Guadalupe-Reyes Marathon is a concept typical of Mexican culture, as a humorous name for the Mexican Christmas season. It began in the decade of the 1990s in Mexico and informally refers to the festive period from December 12 (Day of the Virgin of Guadalupe) to January 6 (Day of the Epiphany, popularly known as "Reyes Magos" or Three Wise Men). During this period there are several holidays which, linked together, create a "marathon" of festivities.

During this time, the informal challenge isn’t just attending the parties and celebrations, but also managing the physical toll from daily high-calorie food and alcohol consumption, along with the inevitable weight gain. The 'marathon' aspect of Guadalupe-Reyes is playful and lighthearted, highlighting the social essence of the season. It's a time when friends and family come together for meals, parties, and celebrations. This Marathon is not part of the Mexican Folklore; it is merely a pop-culture activity.

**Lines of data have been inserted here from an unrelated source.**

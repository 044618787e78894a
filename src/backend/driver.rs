// Driver boundary - every call that leaves the process for the Vulkan loader
//
// The bootstrap stages only ever talk to a `Driver`. `AshDriver` is the real
// one; tests script a mock. Handles cross the boundary as raw `vk::*` values,
// the function tables stay on the driver side.

use ash::extensions::khr;
use ash::prelude::VkResult;
use ash::{vk, Entry};
use std::ffi::{c_char, CStr, CString};

use super::instance::ApplicationInfo;
use super::window::WindowTarget;
use super::{BootstrapError, BootstrapResult};

/// Everything the driver needs to create an instance
pub struct InstanceDescriptor<'a> {
    pub application: &'a ApplicationInfo,
    pub extensions: &'a [CString],
    pub layers: &'a [CString],
    /// Chained into the create info so creation/destruction are reported too
    pub debug_messenger: Option<vk::DebugUtilsMessengerCreateInfoEXT>,
}

/// One queue-creation request
#[derive(Debug, Clone, PartialEq)]
pub struct QueueRequest {
    pub family_index: u32,
    pub priorities: Vec<f32>,
}

/// Everything the driver needs to create a logical device
pub struct DeviceDescriptor<'a> {
    pub queues: &'a [QueueRequest],
    pub features: vk::PhysicalDeviceFeatures,
}

/// The external Vulkan driver as seen by the bootstrap stages
pub trait Driver {
    /// Names of all instance layers the loader can enable
    fn layer_names(&self) -> VkResult<Vec<String>>;

    /// Instance extensions from the loader/ICDs, or from one layer
    fn instance_extension_names(&self, layer: Option<&CStr>) -> VkResult<Vec<String>>;

    fn create_instance(&mut self, desc: &InstanceDescriptor) -> VkResult<vk::Instance>;
    fn destroy_instance(&mut self, instance: vk::Instance);

    /// `vkGetInstanceProcAddr`; `None` when the entry point is absent
    fn instance_proc_addr(&self, instance: vk::Instance, name: &CStr) -> vk::PFN_vkVoidFunction;

    fn create_surface(&mut self, instance: vk::Instance, target: &WindowTarget) -> VkResult<vk::SurfaceKHR>;
    fn destroy_surface(&mut self, instance: vk::Instance, surface: vk::SurfaceKHR);

    fn physical_devices(&self, instance: vk::Instance) -> VkResult<Vec<vk::PhysicalDevice>>;
    fn physical_device_name(&self, instance: vk::Instance, device: vk::PhysicalDevice) -> String;
    fn queue_family_properties(
        &self,
        instance: vk::Instance,
        device: vk::PhysicalDevice,
    ) -> Vec<vk::QueueFamilyProperties>;
    fn surface_support(
        &self,
        instance: vk::Instance,
        device: vk::PhysicalDevice,
        queue_family: u32,
        surface: vk::SurfaceKHR,
    ) -> VkResult<bool>;

    fn create_device(
        &mut self,
        instance: vk::Instance,
        physical_device: vk::PhysicalDevice,
        desc: &DeviceDescriptor,
    ) -> VkResult<vk::Device>;
    fn device_queue(&self, device: vk::Device, queue_family: u32, queue_index: u32) -> vk::Queue;

    /// Waits for the device to go idle, then destroys it
    fn destroy_device(&mut self, device: vk::Device);
}

/// Driver backed by the system Vulkan loader through ash
///
/// Holds at most one instance and one device, which is all the bootstrap
/// ever creates.
pub struct AshDriver {
    // Order matters for drop: loaders before the entry that produced them
    device: Option<ash::Device>,
    surface_loader: Option<khr::Surface>,
    instance: Option<ash::Instance>,
    entry: Entry,
}

impl AshDriver {
    /// Load the Vulkan library
    pub fn load() -> BootstrapResult<Self> {
        let entry = unsafe { Entry::load() }.map_err(|e| {
            BootstrapError::Initialization(format!(
                "Failed to load Vulkan library. Is Vulkan installed? ({})",
                e
            ))
        })?;

        Ok(Self {
            device: None,
            surface_loader: None,
            instance: None,
            entry,
        })
    }

    fn instance(&self, handle: vk::Instance) -> VkResult<&ash::Instance> {
        match &self.instance {
            Some(instance) if instance.handle() == handle => Ok(instance),
            _ => Err(vk::Result::ERROR_INITIALIZATION_FAILED),
        }
    }
}

fn property_names<const N: usize>(names: impl Iterator<Item = [c_char; N]>) -> Vec<String> {
    names
        .map(|raw| unsafe { CStr::from_ptr(raw.as_ptr()) }.to_string_lossy().into_owned())
        .collect()
}

impl Driver for AshDriver {
    fn layer_names(&self) -> VkResult<Vec<String>> {
        let layers = self.entry.enumerate_instance_layer_properties()?;
        Ok(property_names(layers.iter().map(|l| l.layer_name)))
    }

    fn instance_extension_names(&self, layer: Option<&CStr>) -> VkResult<Vec<String>> {
        let extensions = self.entry.enumerate_instance_extension_properties(layer)?;
        Ok(property_names(extensions.iter().map(|e| e.extension_name)))
    }

    fn create_instance(&mut self, desc: &InstanceDescriptor) -> VkResult<vk::Instance> {
        let app = desc.application;
        let app_info = vk::ApplicationInfo::builder()
            .application_name(&app.name)
            .application_version(app.version)
            .engine_name(&app.engine_name)
            .engine_version(app.engine_version)
            .api_version(app.api_version);

        let extensions: Vec<*const c_char> = desc.extensions.iter().map(|e| e.as_ptr()).collect();
        let layers: Vec<*const c_char> = desc.layers.iter().map(|l| l.as_ptr()).collect();

        let mut debug_info = desc.debug_messenger;
        let mut create_info = vk::InstanceCreateInfo::builder()
            .application_info(&app_info)
            .enabled_extension_names(&extensions)
            .enabled_layer_names(&layers);
        if let Some(debug_info) = debug_info.as_mut() {
            create_info = create_info.push_next(debug_info);
        }

        let instance = unsafe { self.entry.create_instance(&create_info, None) }?;
        let handle = instance.handle();

        self.surface_loader = Some(khr::Surface::new(&self.entry, &instance));
        self.instance = Some(instance);
        Ok(handle)
    }

    fn destroy_instance(&mut self, instance: vk::Instance) {
        if self.instance(instance).is_err() {
            return;
        }
        self.surface_loader = None;
        if let Some(instance) = self.instance.take() {
            unsafe { instance.destroy_instance(None) };
        }
    }

    fn instance_proc_addr(&self, instance: vk::Instance, name: &CStr) -> vk::PFN_vkVoidFunction {
        unsafe { (self.entry.static_fn().get_instance_proc_addr)(instance, name.as_ptr()) }
    }

    fn create_surface(&mut self, instance: vk::Instance, target: &WindowTarget) -> VkResult<vk::SurfaceKHR> {
        let instance = self.instance(instance)?;
        unsafe { ash_window::create_surface(&self.entry, instance, target.display, target.window, None) }
    }

    fn destroy_surface(&mut self, _instance: vk::Instance, surface: vk::SurfaceKHR) {
        if let Some(loader) = &self.surface_loader {
            unsafe { loader.destroy_surface(surface, None) };
        }
    }

    fn physical_devices(&self, instance: vk::Instance) -> VkResult<Vec<vk::PhysicalDevice>> {
        let instance = self.instance(instance)?;
        unsafe { instance.enumerate_physical_devices() }
    }

    fn physical_device_name(&self, instance: vk::Instance, device: vk::PhysicalDevice) -> String {
        match self.instance(instance) {
            Ok(instance) => {
                let props = unsafe { instance.get_physical_device_properties(device) };
                unsafe { CStr::from_ptr(props.device_name.as_ptr()) }
                    .to_string_lossy()
                    .into_owned()
            }
            Err(_) => String::from("<unknown>"),
        }
    }

    fn queue_family_properties(
        &self,
        instance: vk::Instance,
        device: vk::PhysicalDevice,
    ) -> Vec<vk::QueueFamilyProperties> {
        self.instance(instance)
            .map(|instance| unsafe { instance.get_physical_device_queue_family_properties(device) })
            .unwrap_or_default()
    }

    fn surface_support(
        &self,
        _instance: vk::Instance,
        device: vk::PhysicalDevice,
        queue_family: u32,
        surface: vk::SurfaceKHR,
    ) -> VkResult<bool> {
        let loader = self
            .surface_loader
            .as_ref()
            .ok_or(vk::Result::ERROR_INITIALIZATION_FAILED)?;
        unsafe { loader.get_physical_device_surface_support(device, queue_family, surface) }
    }

    fn create_device(
        &mut self,
        instance: vk::Instance,
        physical_device: vk::PhysicalDevice,
        desc: &DeviceDescriptor,
    ) -> VkResult<vk::Device> {
        let instance = self.instance(instance)?;

        let queue_infos: Vec<vk::DeviceQueueCreateInfo> = desc
            .queues
            .iter()
            .map(|request| {
                vk::DeviceQueueCreateInfo::builder()
                    .queue_family_index(request.family_index)
                    .queue_priorities(&request.priorities)
                    .build()
            })
            .collect();

        let create_info = vk::DeviceCreateInfo::builder()
            .queue_create_infos(&queue_infos)
            .enabled_features(&desc.features);

        let device = unsafe { instance.create_device(physical_device, &create_info, None) }?;
        let handle = device.handle();
        self.device = Some(device);
        Ok(handle)
    }

    fn device_queue(&self, device: vk::Device, queue_family: u32, queue_index: u32) -> vk::Queue {
        match &self.device {
            Some(d) if d.handle() == device => unsafe { d.get_device_queue(queue_family, queue_index) },
            _ => vk::Queue::null(),
        }
    }

    fn destroy_device(&mut self, device: vk::Device) {
        if !matches!(&self.device, Some(d) if d.handle() == device) {
            return;
        }
        if let Some(d) = self.device.take() {
            unsafe {
                let _ = d.device_wait_idle();
                d.destroy_device(None);
            }
        }
    }
}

The concept originated from 'Guadalupe-Reyes,' the name of a 1990s police initiative aimed at reducing alcohol consumption and driving under the influence, along with ensuring the safety of the millions of pilgrims who travel during December.

The celebrations linked together by the Guadalupe-Reyes Marathon are:

- December 12: Day of the Virgin of Guadalupe.
- Every evening from December 16 to December 24: The nine Posadas parties.
- December 24: Last posada and Christmas Eve (Nochebuena).
- December 25: Christmas
- December 28: Holy Innocent's day, akin to April Fool’s Day, which in Mexico is remembered playing practical jokes.
- December 31: New Year's Eve
- January 1: New Year's Day
- January 6: Day of the Epiphany or Three Wise Men ("Reyes Magos")

The last celebration of the season is Candlemas (Day of Candelaria) on February 2. In Mexico, this festivity is linked to the feast of the Magi on January 6 by the traditional rosca de reyes. It is also common to celebrate consuming the traditional atole and tamales. However, being almost a month away from all the celebrations that happen in late December and early January, it is usually excluded from the "Marathon".

The 2019 Netflix film Guadalupe Reyes is based on two friends trying to party every day for the whole Guadalupe-Reyes season.

Since the late 2010s, the concept has gained popularity in other countries, such as Guatemala. Common celebrations include consuming alcoholic beverages daily leading up to a mass celebration on the last day of the festival.